Barbara gave me a tip that she has shared with some of her clients: keep a writing journal in which I record what I create - or don't create - each day as well as a short reflection about my thoughts and feelings about that day's work.  This idea resonated with me.  I know how important self-reflection is for my own students.  I have them reflect about their writing all the time. Why didn't I think about it for myself?  I had nothing to lose.  Besides, it would give me a chance to buy another journal to add to my large collection.

After several days of online research looking for the perfect tool for this new way of recording my work, I found what I wanted at Journals and Notepads (coincidentally owned by Deonne Kahler, another AROHO friend!): a weekly calendar that would give me a small space to write about each day with a place to list plans for future projects. I wanted to keep my notes brief, otherwise I would be tempted to spend all my time writing about writing instead of actually writing. 

Since the day my journal arrived, I have recorded my progress each day.  I still have conflicting feelings about the days when I don't work on what I'm now calling, for lack of a better term, my artistic writing.  However, being able to record the events or emotions of a day when I haven't been able or willing to sit at my desk has helped me feel better about my work. I also can give myself credit (doesn't that sound like a teacher?) for my educational writing. 
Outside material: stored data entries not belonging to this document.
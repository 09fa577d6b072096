//! Command dispatch for a running tray session
//!
//! The main loop hands every drained [`UiCommand`] to [`Session::handle`].
//! Interactions that need a modal answer (folder picker, rename prompt) or a
//! customizer window go through the [`Dialogs`] seam so dispatch runs the
//! same way headless.

use std::path::PathBuf;

use crate::app::commands::{TitleAction, TrayCommand, UiCommand, ZoneCommand};
use crate::app::controller::{AppError, TrayController};
use crate::app::customizer::{Customizer, CustomizerTarget};
use crate::app::host::ZoneHost;
use crate::app::zone::ZoneId;

/// Modal prompts and the customizer window
pub trait Dialogs {
    /// Asks for a folder; None when cancelled
    fn pick_folder(&mut self, title: &str) -> Option<PathBuf>;

    /// Asks for a line of text; None when cancelled
    fn prompt_text(&mut self, title: &str, label: &str, initial: &str) -> Option<String>;

    fn show_customizer(&mut self, customizer: &Customizer);

    /// Rows of the open customizer changed programmatically
    fn refresh_customizer(&mut self, customizer: &Customizer);

    fn close_customizer(&mut self);
}

/// Whether the main loop keeps running
#[derive(Debug, Clone, Copy, PartialEq, Eq)]
pub enum Flow {
    Continue,
    Quit,
}

pub struct Session<H: ZoneHost> {
    controller: TrayController<H>,
    customizer: Option<Customizer>,
}

impl<H: ZoneHost> Session<H> {
    pub fn new(controller: TrayController<H>) -> Self {
        Self {
            controller,
            customizer: None,
        }
    }

    pub fn controller(&self) -> &TrayController<H> {
        &self.controller
    }

    pub fn controller_mut(&mut self) -> &mut TrayController<H> {
        &mut self.controller
    }

    /// The open customizer, if any
    pub fn customizer(&self) -> Option<&Customizer> {
        self.customizer.as_ref()
    }

    /// Runs one command; failures are logged and the session continues
    pub fn handle(&mut self, command: UiCommand, dialogs: &mut impl Dialogs) -> Flow {
        log::debug!("Handling {command:?}");
        let result = match command {
            UiCommand::Tray(TrayCommand::Quit) => {
                if self.customizer.take().is_some() {
                    dialogs.close_customizer();
                }
                self.controller.quit();
                return Flow::Quit;
            }
            UiCommand::Tray(command) => self.handle_tray(command, dialogs),
            UiCommand::Zone(id, command) => self.handle_zone(id, command, dialogs),
            UiCommand::Customizer(change) => match self.customizer.as_mut() {
                Some(customizer) => {
                    let result = self.controller.apply_change(customizer, change);
                    dialogs.refresh_customizer(customizer);
                    result
                }
                None => {
                    log::debug!("Dropping customizer change with no customizer open");
                    Ok(())
                }
            },
            UiCommand::CustomizerClosed => {
                self.customizer = None;
                Ok(())
            }
        };

        if let Err(err) = result {
            log::warn!("Command failed: {err}");
        }
        Flow::Continue
    }

    fn handle_tray(&mut self, command: TrayCommand, dialogs: &mut impl Dialogs) -> Result<(), AppError> {
        match command {
            TrayCommand::AddZone => {
                if let Some(folder) = dialogs.pick_folder("Select a folder for the new zone") {
                    self.controller.add_zone(folder);
                }
            }
            TrayCommand::GlobalCustomize => {
                let customizer = self.controller.open_global_customizer();
                self.open_customizer(customizer, dialogs);
            }
            TrayCommand::ToggleClickThrough => {
                let enabled = !self.controller.is_click_through();
                self.controller.set_click_through(enabled);
            }
            TrayCommand::Quit => {}
        }
        Ok(())
    }

    fn handle_zone(&mut self, id: ZoneId, command: ZoneCommand, dialogs: &mut impl Dialogs) -> Result<(), AppError> {
        match command {
            ZoneCommand::Moved(rect) => {
                self.controller.move_zone(id, rect)?;
            }
            ZoneCommand::Title(action) => self.handle_title(id, action, dialogs)?,
            ZoneCommand::ToggleSearch => {
                self.controller.toggle_search(id)?;
            }
            ZoneCommand::Search(key) => {
                let zone = self.controller.zone(id).ok_or(AppError::UnknownZone(id))?;
                let Some(query) = zone.search().map(str::to_string) else {
                    return Ok(());
                };
                match key.apply(&query) {
                    Some(text) => {
                        self.controller.set_search_query(id, &text)?;
                    }
                    None => {
                        self.controller.toggle_search(id)?;
                    }
                }
            }
            ZoneCommand::Launch { slot } => {
                self.controller.launch(id, slot)?;
            }
            ZoneCommand::ToggleCollapse => {
                self.controller.toggle_collapse(id)?;
            }
            ZoneCommand::Scroll(rows) => {
                self.controller.scroll(id, rows)?;
            }
        }
        Ok(())
    }

    fn handle_title(&mut self, id: ZoneId, action: TitleAction, dialogs: &mut impl Dialogs) -> Result<(), AppError> {
        match action {
            TitleAction::ChangeFolder => {
                if let Some(folder) = dialogs.pick_folder("Select a folder for this zone") {
                    self.controller.change_folder(id, folder)?;
                }
            }
            TitleAction::Rename => {
                let current = self
                    .controller
                    .zone(id)
                    .map(|zone| zone.name().to_string())
                    .ok_or(AppError::UnknownZone(id))?;
                if let Some(name) = dialogs.prompt_text("Rename Zone", "Zone name:", &current) {
                    self.controller.rename_zone(id, &name)?;
                }
            }
            TitleAction::ToggleLock => {
                self.controller.toggle_lock(id)?;
            }
            TitleAction::Customize => {
                let customizer = self.controller.open_zone_customizer(id)?;
                self.open_customizer(customizer, dialogs);
            }
            TitleAction::Close => {
                self.controller.close_zone(id)?;
                if self
                    .customizer
                    .as_ref()
                    .is_some_and(|customizer| customizer.target() == CustomizerTarget::Zone(id))
                {
                    self.customizer = None;
                    dialogs.close_customizer();
                }
            }
        }
        Ok(())
    }

    /// Replaces any open customizer; only one is shown at a time
    fn open_customizer(&mut self, customizer: Customizer, dialogs: &mut impl Dialogs) {
        if self.customizer.take().is_some() {
            dialogs.close_customizer();
        }
        dialogs.show_customizer(&customizer);
        self.customizer = Some(customizer);
    }
}

#[cfg(test)]
mod tests {
    use super::*;
    use crate::app::commands::SearchKey;
    use crate::app::customizer::ControlChange;
    use crate::app::host::recording::{HostCall, RecordingHost};
    use crate::config::{ConfigStore, SettingsField};
    use crate::domain::core::Rect;
    use tempfile::TempDir;
    use std::collections::VecDeque;
    use std::fs;

    /// Dialogs answering from a script
    #[derive(Default)]
    struct ScriptedDialogs {
        folders: VecDeque<Option<PathBuf>>,
        texts: VecDeque<Option<String>>,
        shown: Vec<&'static str>,
        refreshed: usize,
        closed: usize,
    }

    impl Dialogs for ScriptedDialogs {
        fn pick_folder(&mut self, _title: &str) -> Option<PathBuf> {
            self.folders.pop_front().flatten()
        }

        fn prompt_text(&mut self, _title: &str, _label: &str, _initial: &str) -> Option<String> {
            self.texts.pop_front().flatten()
        }

        fn show_customizer(&mut self, customizer: &Customizer) {
            self.shown.push(customizer.title());
        }

        fn refresh_customizer(&mut self, _customizer: &Customizer) {
            self.refreshed += 1;
        }

        fn close_customizer(&mut self) {
            self.closed += 1;
        }
    }

    fn session(scratch: &TempDir) -> Session<RecordingHost> {
        let store = ConfigStore::new(scratch.path().join("store"));
        Session::new(TrayController::start(store, RecordingHost::default()))
    }

    fn folder(scratch: &TempDir, name: &str, files: &[&str]) -> PathBuf {
        let folder = scratch.path().join(name);
        fs::create_dir_all(&folder).unwrap();
        for file in files {
            fs::write(folder.join(file), b"data").unwrap();
        }
        folder
    }

    fn add_zone(session: &mut Session<RecordingHost>, dialogs: &mut ScriptedDialogs, folder: PathBuf) -> ZoneId {
        dialogs.folders.push_back(Some(folder));
        session.handle(UiCommand::Tray(TrayCommand::AddZone), dialogs);
        session.controller().zones().last().unwrap().id()
    }

    #[test]
    fn add_zone_uses_picked_folder() {
        let scratch = TempDir::new().unwrap();
        let mut session = session(&scratch);
        let mut dialogs = ScriptedDialogs::default();

        dialogs.folders.push_back(None);
        session.handle(UiCommand::Tray(TrayCommand::AddZone), &mut dialogs);
        assert!(session.controller().zones().is_empty());

        let id = add_zone(&mut session, &mut dialogs, folder(&scratch, "Games", &["a.exe"]));
        assert_eq!(session.controller().zone(id).unwrap().name(), "Games");
    }

    #[test]
    fn rename_goes_through_prompt() {
        let scratch = TempDir::new().unwrap();
        let mut session = session(&scratch);
        let mut dialogs = ScriptedDialogs::default();
        let id = add_zone(&mut session, &mut dialogs, folder(&scratch, "Old", &[]));

        dialogs.texts.push_back(None);
        session.handle(UiCommand::Zone(id, ZoneCommand::Title(TitleAction::Rename)), &mut dialogs);
        assert_eq!(session.controller().zone(id).unwrap().name(), "Old");

        dialogs.texts.push_back(Some("Projects".into()));
        session.handle(UiCommand::Zone(id, ZoneCommand::Title(TitleAction::Rename)), &mut dialogs);
        assert_eq!(session.controller().zone(id).unwrap().name(), "Projects");
        assert!(session.controller().store().zone_file_path("Projects").exists());
    }

    #[test]
    fn search_keys_edit_the_query() {
        let scratch = TempDir::new().unwrap();
        let mut session = session(&scratch);
        let mut dialogs = ScriptedDialogs::default();
        let id = add_zone(&mut session, &mut dialogs, folder(&scratch, "Docs", &["alpha.txt", "beta.txt"]));

        // ignored while the search row is closed
        session.handle(UiCommand::Zone(id, ZoneCommand::Search(SearchKey::Char('x'))), &mut dialogs);
        assert_eq!(session.controller().zone(id).unwrap().search(), None);

        session.handle(UiCommand::Zone(id, ZoneCommand::ToggleSearch), &mut dialogs);
        for key in [SearchKey::Char('B'), SearchKey::Char('e'), SearchKey::Char('x'), SearchKey::Backspace] {
            session.handle(UiCommand::Zone(id, ZoneCommand::Search(key)), &mut dialogs);
        }
        let zone = session.controller().zone(id).unwrap();
        assert_eq!(zone.search(), Some("Be"));
        assert_eq!(zone.visible_entries().len(), 1);

        session.handle(UiCommand::Zone(id, ZoneCommand::Search(SearchKey::Escape)), &mut dialogs);
        let zone = session.controller().zone(id).unwrap();
        assert_eq!(zone.search(), None);
        assert_eq!(zone.visible_entries().len(), 2);
    }

    #[test]
    fn customizer_changes_are_applied_and_refreshed() {
        let scratch = TempDir::new().unwrap();
        let mut session = session(&scratch);
        let mut dialogs = ScriptedDialogs::default();
        let id = add_zone(&mut session, &mut dialogs, folder(&scratch, "Z", &[]));

        // no customizer open yet
        session.handle(
            UiCommand::Customizer(ControlChange::Text {
                field: SettingsField::Rows,
                text: "7".into(),
            }),
            &mut dialogs,
        );
        assert_eq!(session.controller().global().rows, 5);

        session.handle(UiCommand::Tray(TrayCommand::GlobalCustomize), &mut dialogs);
        session.handle(
            UiCommand::Customizer(ControlChange::Text {
                field: SettingsField::Rows,
                text: "7".into(),
            }),
            &mut dialogs,
        );
        assert_eq!(session.controller().global().rows, 7);
        assert_eq!(session.controller().zone(id).unwrap().settings().rows, 7);
        assert_eq!(dialogs.refreshed, 1);

        // opening the zone customizer replaces the global one
        session.handle(UiCommand::Zone(id, ZoneCommand::Title(TitleAction::Customize)), &mut dialogs);
        assert_eq!(dialogs.shown, vec!["Global Customizer", "Local Customizer"]);
        assert_eq!(dialogs.closed, 1);

        session.handle(
            UiCommand::Customizer(ControlChange::Override {
                field: SettingsField::Rows,
                checked: true,
            }),
            &mut dialogs,
        );
        assert!(session.controller().zone(id).unwrap().overrides().contains(SettingsField::Rows));

        session.handle(UiCommand::Zone(id, ZoneCommand::Title(TitleAction::Close)), &mut dialogs);
        assert!(session.customizer().is_none());
        assert_eq!(dialogs.closed, 2);
    }

    #[test]
    fn failures_do_not_stop_the_session() {
        let scratch = TempDir::new().unwrap();
        let mut session = session(&scratch);
        let mut dialogs = ScriptedDialogs::default();

        let flow = session.handle(
            UiCommand::Zone(ZoneId(42), ZoneCommand::Moved(Rect::new(0, 0, 10, 10))),
            &mut dialogs,
        );
        assert_eq!(flow, Flow::Continue);
    }

    #[test]
    fn click_through_toggles_and_quit_saves() {
        let scratch = TempDir::new().unwrap();
        let mut session = session(&scratch);
        let mut dialogs = ScriptedDialogs::default();

        session.handle(UiCommand::Tray(TrayCommand::ToggleClickThrough), &mut dialogs);
        session.handle(UiCommand::Tray(TrayCommand::ToggleClickThrough), &mut dialogs);
        assert_eq!(
            session.controller().host().calls,
            vec![HostCall::ClickThrough(true), HostCall::ClickThrough(false)]
        );

        assert_eq!(session.handle(UiCommand::Tray(TrayCommand::Quit), &mut dialogs), Flow::Quit);
        assert!(session.controller().store().global_file().exists());
    }
}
I still keep my calendar as well, and  only give myself a green star for a day with artistic work. After all, even though I know I work with many kinds of writing each day, the words that make me feel like a writer are the ones in a poem or memoir or this blog. 

So, I thank Barbara for giving me some better tools to sustain me and supporting me to get a little clearer about how I think of myself as a writer.  That journal has already helped to keep me from derailing myself when guilt or doubt creeps up.  Unfortunately, I'm the still only person who can get me back to the writing desk - even the best writing coach in the world couldn't do that.